◆ Activity: Under this line are the records; write out word for word the part that begins at the line containing "pub fn query(&mut" and ends at the line containing "let config = InferenceConfig", and no more.

Source records:
++++

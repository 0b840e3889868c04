//! Single-model session that connects a frontend to the local engine

use crate::error::Result;
use crate::llm::bridge::{InferenceBridge, ModelHandle};
use crate::llm::device::DevicePreference;
use crate::llm::engine::{InferenceConfig, InferenceResult, ModelInferenceInfo};
use std::path::Path;

/// Loads one model on creation and releases it when dropped
pub struct AgentBridge {
    bridge: InferenceBridge,
    handle: ModelHandle,
}

impl AgentBridge {
    pub fn new(model_path: impl AsRef<Path>, config: InferenceConfig) -> Result<Self> {
        Self::with_device(model_path, config, DevicePreference::Auto)
    }

    pub fn with_device(
        model_path: impl AsRef<Path>,
        config: InferenceConfig,
        device: DevicePreference,
    ) -> Result<Self> {
        let mut bridge = InferenceBridge::new(config).with_device(device);
        let handle = bridge.load(model_path)?;
        Ok(Self { bridge, handle })
    }

    /// Ask the local model and return only the generated text
    pub fn query(&mut self, prompt: &str) -> Result<String> {
        Ok(self.bridge.infer(&self.handle, prompt)?.text)
    }

    /// Like `query`, with a per-call token budget
    pub fn query_with_limit(&mut self, prompt: &str, max_tokens: usize) -> Result<InferenceResult> {
        let config = InferenceConfig {
            max_tokens,
            ..self.bridge.config().clone()
        };
        self.bridge.infer_with(&self.handle, prompt, &config)
    }

    pub fn model_info(&self) -> Result<ModelInferenceInfo> {
        self.bridge.model_info(&self.handle)
    }
}

impl Drop for AgentBridge {
    fn drop(&mut self) {
        self.bridge.release(&self.handle);
    }
}
//! Local LLM integration: model formats, backends, engine and the inference bridge

pub mod agent;
pub mod backends;
pub mod bridge;
pub mod device;
pub mod engine;
pub mod format;
pub mod model_manager;
pub mod prompts;
pub mod weights;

++++

◆ Exercise output:
    pub fn query(&mut self, prompt: &str) -> Result<String> {
        Ok(self.bridge.infer(&self.handle, prompt)?.text)
    }

    /// Like `query`, with a per-call token budget
    pub fn query_with_limit(&mut self, prompt: &str, max_tokens: usize) -> Result<InferenceResult> {
        let config = InferenceConfig {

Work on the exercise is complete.